[Saved entries]
----------------------------------------
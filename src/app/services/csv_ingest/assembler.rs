//! Line assembly over an incrementally delivered stream
//!
//! Chunks arrive in order and may cut a line, or a UTF-8 sequence, anywhere.
//! The assembler keeps one pending partial line and hands back every line
//! that is known to be complete.

use regex::Regex;
use std::sync::LazyLock;

static LINE_TERMINATOR: LazyLock<Regex> =
    LazyLock::new(|| Regex::new(r"\r?\n").expect("line terminator pattern is valid"));

/// Buffers partial lines (and partial UTF-8 sequences) across chunk boundaries
#[derive(Debug, Default)]
pub struct StreamAssembler {
    /// Text after the last seen terminator
    pending_line: String,

    /// Trailing bytes of an incomplete UTF-8 sequence
    pending_bytes: Vec<u8>,

    bytes_consumed: usize,
    lines_emitted: usize,
}

impl StreamAssembler {
    pub fn new() -> Self {
        Self::default()
    }

    /// Accept a raw byte chunk and return the lines it completed
    pub fn push_bytes(&mut self, chunk: &[u8]) -> Vec<String> {
        self.bytes_consumed += chunk.len();
        let text = self.decode(chunk);
        self.push_decoded(&text)
    }

    /// Accept an already-decoded text chunk and return the lines it completed
    pub fn push_str(&mut self, chunk: &str) -> Vec<String> {
        self.bytes_consumed += chunk.len();
        self.push_decoded(chunk)
    }

    /// Signal end of input, returning the withheld final line if any.
    ///
    /// Only call this after a clean end of stream; a failed stream is
    /// abandoned by dropping the assembler.
    pub fn finish(mut self) -> Option<String> {
        if !self.pending_bytes.is_empty() {
            self.pending_line.push(char::REPLACEMENT_CHARACTER);
            self.pending_bytes.clear();
        }

        if self.pending_line.is_empty() {
            None
        } else {
            self.lines_emitted += 1;
            Some(self.pending_line)
        }
    }

    pub fn bytes_consumed(&self) -> usize {
        self.bytes_consumed
    }

    pub fn lines_emitted(&self) -> usize {
        self.lines_emitted
    }

    fn push_decoded(&mut self, text: &str) -> Vec<String> {
        if text.is_empty() {
            return Vec::new();
        }
        self.pending_line.push_str(text);

        let mut segments: Vec<String> = LINE_TERMINATOR
            .split(&self.pending_line)
            .map(str::to_string)
            .collect();

        // split always yields at least one segment; the last may be incomplete
        self.pending_line = segments.pop().unwrap_or_default();
        self.lines_emitted += segments.len();
        segments
    }

    /// Decode bytes as UTF-8, holding back an incomplete trailing sequence
    fn decode(&mut self, chunk: &[u8]) -> String {
        let mut bytes = std::mem::take(&mut self.pending_bytes);
        bytes.extend_from_slice(chunk);

        let mut text = String::with_capacity(bytes.len());
        let mut start = 0;
        loop {
            match std::str::from_utf8(&bytes[start..]) {
                Ok(valid) => {
                    text.push_str(valid);
                    break;
                }
                Err(err) => {
                    let valid_end = start + err.valid_up_to();
                    text.push_str(&String::from_utf8_lossy(&bytes[start..valid_end]));
                    match err.error_len() {
                        Some(invalid_len) => {
                            text.push(char::REPLACEMENT_CHARACTER);
                            start = valid_end + invalid_len;
                        }
                        None => {
                            self.pending_bytes = bytes[valid_end..].to_vec();
                            break;
                        }
                    }
                }
            }
        }
        text
    }
}
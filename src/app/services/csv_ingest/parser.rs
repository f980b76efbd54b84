//! Ingestion driver
//!
//! Wires the assembler, tokenizer, schema mapper and record builder together.
//! The same line pipeline serves both whole-string payloads and chunked
//! streams; a whole string is just a stream of one chunk.

use futures::{Stream, StreamExt};
use tracing::{debug, info};

use super::assembler::StreamAssembler;
use super::record_builder::build_record;
use super::schema_mapper::HeaderSchema;
use super::stats::{ParseResult, ParseStats};
use super::tokenizer::tokenize_row;
use crate::Result;
use crate::app::models::{Record, RecordSet};

/// Turns CSV payloads into [`RecordSet`]s
#[derive(Debug, Clone, Default)]
pub struct CsvIngestor;

impl CsvIngestor {
    pub fn new() -> Self {
        Self
    }

    /// Ingest a payload that is already fully in memory
    pub fn ingest_str(&self, payload: &str) -> ParseResult {
        let mut assembler = StreamAssembler::new();
        let mut pipeline = LinePipeline::default();

        for line in assembler.push_str(payload) {
            pipeline.accept_line(&line);
        }
        pipeline.finish(assembler)
    }

    /// Ingest an incrementally delivered byte stream.
    ///
    /// The first stream error aborts ingestion and is returned as-is; records
    /// accumulated so far are discarded, never returned as a truncated set.
    pub async fn ingest_stream<S, B>(&self, stream: S) -> Result<ParseResult>
    where
        S: Stream<Item = Result<B>>,
        B: AsRef<[u8]>,
    {
        let mut stream = std::pin::pin!(stream);
        let mut assembler = StreamAssembler::new();
        let mut pipeline = LinePipeline::default();

        while let Some(chunk) = stream.next().await {
            let chunk = chunk?;
            for line in assembler.push_bytes(chunk.as_ref()) {
                pipeline.accept_line(&line);
            }
        }

        Ok(pipeline.finish(assembler))
    }
}

/// Per-payload state: header capture, record accumulation, statistics
#[derive(Debug, Default)]
struct LinePipeline {
    header: Option<HeaderSchema>,
    records: Vec<Record>,
    stats: ParseStats,
}

impl LinePipeline {
    fn accept_line(&mut self, line: &str) {
        self.stats.lines_seen += 1;

        if line.trim().is_empty() {
            self.stats.blank_lines_skipped += 1;
            return;
        }

        let row = tokenize_row(line);
        if row.unterminated_quote {
            self.stats.unterminated_quotes += 1;
            debug!("Line {} ends inside an open quote", self.stats.lines_seen);
        }

        let Some(schema) = &self.header else {
            let schema = HeaderSchema::from_header_row(&row);
            let (total, mapped, passed_through) = schema.stats();
            debug!(
                "Header mapping: {} columns, {} known fields, {} passed through",
                total, mapped, passed_through
            );
            self.header = Some(schema);
            return;
        };

        if row.len() != schema.len() {
            self.stats.ragged_rows += 1;
            debug!(
                "Line {} has {} cells, header has {}",
                self.stats.lines_seen,
                row.len(),
                schema.len()
            );
        }

        match build_record(schema, &row) {
            Some(record) => {
                self.records.push(record);
                self.stats.records_built += 1;
            }
            None => {
                self.stats.blank_rows_rejected += 1;
                debug!("Line {} rejected: all cells blank", self.stats.lines_seen);
            }
        }
    }

    fn finish(mut self, assembler: StreamAssembler) -> ParseResult {
        self.stats.bytes_consumed = assembler.bytes_consumed();
        if let Some(last_line) = assembler.finish() {
            self.accept_line(&last_line);
        }

        info!(
            "Ingested {} records from {} lines ({} blank rows rejected, {} ragged)",
            self.stats.records_built,
            self.stats.lines_seen,
            self.stats.blank_rows_rejected,
            self.stats.ragged_rows
        );

        ParseResult {
            records: RecordSet::new(self.records),
            header: self.header,
            stats: self.stats,
        }
    }
}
----------------------------------------
* Task item
Write every record out again, letter for letter.

* Task solution
filename src/app/services/csv_ingest/assembler.rs
//! Line assembly over an incrementally delivered stream
//!
//! Chunks arrive in order and may cut a line, or a UTF-8 sequence, anywhere.
//! The assembler keeps one pending partial line and hands back every line
//! that is known to be complete.

use regex::Regex;
use std::sync::LazyLock;

static LINE_TERMINATOR: LazyLock<Regex> =
    LazyLock::new(|| Regex::new(r"\r?\n").expect("line terminator pattern is valid"));

/// Buffers partial lines (and partial UTF-8 sequences) across chunk boundaries
#[derive(Debug, Default)]
pub struct StreamAssembler {
    /// Text after the last seen terminator
    pending_line: String,

    /// Trailing bytes of an incomplete UTF-8 sequence
    pending_bytes: Vec<u8>,

    bytes_consumed: usize,
    lines_emitted: usize,
}

impl StreamAssembler {
    pub fn new() -> Self {
        Self::default()
    }

    /// Accept a raw byte chunk and return the lines it completed
    pub fn push_bytes(&mut self, chunk: &[u8]) -> Vec<String> {
        self.bytes_consumed += chunk.len();
        let text = self.decode(chunk);
        self.push_decoded(&text)
    }

    /// Accept an already-decoded text chunk and return the lines it completed
    pub fn push_str(&mut self, chunk: &str) -> Vec<String> {
        self.bytes_consumed += chunk.len();
        self.push_decoded(chunk)
    }

    /// Signal end of input, returning the withheld final line if any.
    ///
    /// Only call this after a clean end of stream; a failed stream is
    /// abandoned by dropping the assembler.
    pub fn finish(mut self) -> Option<String> {
        if !self.pending_bytes.is_empty() {
            self.pending_line.push(char::REPLACEMENT_CHARACTER);
            self.pending_bytes.clear();
        }

        if self.pending_line.is_empty() {
            None
        } else {
            self.lines_emitted += 1;
            Some(self.pending_line)
        }
    }

    pub fn bytes_consumed(&self) -> usize {
        self.bytes_consumed
    }

    pub fn lines_emitted(&self) -> usize {
        self.lines_emitted
    }

    fn push_decoded(&mut self, text: &str) -> Vec<String> {
        if text.is_empty() {
            return Vec::new();
        }
        self.pending_line.push_str(text);

        let mut segments: Vec<String> = LINE_TERMINATOR
            .split(&self.pending_line)
            .map(str::to_string)
            .collect();

        // split always yields at least one segment; the last may be incomplete
        self.pending_line = segments.pop().unwrap_or_default();
        self.lines_emitted += segments.len();
        segments
    }

    /// Decode bytes as UTF-8, holding back an incomplete trailing sequence
    fn decode(&mut self, chunk: &[u8]) -> String {
        let mut bytes = std::mem::take(&mut self.pending_bytes);
        bytes.extend_from_slice(chunk);

        let mut text = String::with_capacity(bytes.len());
        let mut start = 0;
        loop {
            match std::str::from_utf8(&bytes[start..]) {
                Ok(valid) => {
                    text.push_str(valid);
                    break;
                }
                Err(err) => {
                    let valid_end = start + err.valid_up_to();
                    text.push_str(&String::from_utf8_lossy(&bytes[start..valid_end]));
                    match err.error_len() {
                        Some(invalid_len) => {
                            text.push(char::REPLACEMENT_CHARACTER);
                            start = valid_end + invalid_len;
                        }
                        None => {
                            self.pending_bytes = bytes[valid_end..].to_vec();
                            break;
                        }
                    }
                }
            }
        }
        text
    }
}
filename src/app/services/csv_ingest/parser.rs
repository f980b76efbd54b84
//! Ingestion driver
//!
//! Wires the assembler, tokenizer, schema mapper and record builder together.
//! The same line pipeline serves both whole-string payloads and chunked
//! streams; a whole string is just a stream of one chunk.

use futures::{Stream, StreamExt};
use tracing::{debug, info};

use super::assembler::StreamAssembler;
use super::record_builder::build_record;
use super::schema_mapper::HeaderSchema;
use super::stats::{ParseResult, ParseStats};
use super::tokenizer::tokenize_row;
use crate::Result;
use crate::app::models::{Record, RecordSet};

/// Turns CSV payloads into [`RecordSet`]s
#[derive(Debug, Clone, Default)]
pub struct CsvIngestor;

impl CsvIngestor {
    pub fn new() -> Self {
        Self
    }

    /// Ingest a payload that is already fully in memory
    pub fn ingest_str(&self, payload: &str) -> ParseResult {
        let mut assembler = StreamAssembler::new();
        let mut pipeline = LinePipeline::default();

        for line in assembler.push_str(payload) {
            pipeline.accept_line(&line);
        }
        pipeline.finish(assembler)
    }

    /// Ingest an incrementally delivered byte stream.
    ///
    /// The first stream error aborts ingestion and is returned as-is; records
    /// accumulated so far are discarded, never returned as a truncated set.
    pub async fn ingest_stream<S, B>(&self, stream: S) -> Result<ParseResult>
    where
        S: Stream<Item = Result<B>>,
        B: AsRef<[u8]>,
    {
        let mut stream = std::pin::pin!(stream);
        let mut assembler = StreamAssembler::new();
        let mut pipeline = LinePipeline::default();

        while let Some(chunk) = stream.next().await {
            let chunk = chunk?;
            for line in assembler.push_bytes(chunk.as_ref()) {
                pipeline.accept_line(&line);
            }
        }

        Ok(pipeline.finish(assembler))
    }
}

/// Per-payload state: header capture, record accumulation, statistics
#[derive(Debug, Default)]
struct LinePipeline {
    header: Option<HeaderSchema>,
    records: Vec<Record>,
    stats: ParseStats,
}

impl LinePipeline {
    fn accept_line(&mut self, line: &str) {
        self.stats.lines_seen += 1;

        if line.trim().is_empty() {
            self.stats.blank_lines_skipped += 1;
            return;
        }

        let row = tokenize_row(line);
        if row.unterminated_quote {
            self.stats.unterminated_quotes += 1;
            debug!("Line {} ends inside an open quote", self.stats.lines_seen);
        }

        let Some(schema) = &self.header else {
            let schema = HeaderSchema::from_header_row(&row);
            let (total, mapped, passed_through) = schema.stats();
            debug!(
                "Header mapping: {} columns, {} known fields, {} passed through",
                total, mapped, passed_through
            );
            self.header = Some(schema);
            return;
        };

        if row.len() != schema.len() {
            self.stats.ragged_rows += 1;
            debug!(
                "Line {} has {} cells, header has {}",
                self.stats.lines_seen,
                row.len(),
                schema.len()
            );
        }

        match build_record(schema, &row) {
            Some(record) => {
                self.records.push(record);
                self.stats.records_built += 1;
            }
            None => {
                self.stats.blank_rows_rejected += 1;
                debug!("Line {} rejected: all cells blank", self.stats.lines_seen);
            }
        }
    }

    fn finish(mut self, assembler: StreamAssembler) -> ParseResult {
        self.stats.bytes_consumed = assembler.bytes_consumed();
        if let Some(last_line) = assembler.finish() {
            self.accept_line(&last_line);
        }

        info!(
            "Ingested {} records from {} lines ({} blank rows rejected, {} ragged)",
            self.stats.records_built,
            self.stats.lines_seen,
            self.stats.blank_rows_rejected,
            self.stats.ragged_rows
        );

        ParseResult {
            records: RecordSet::new(self.records),
            header: self.header,
            stats: self.stats,
        }
    }
}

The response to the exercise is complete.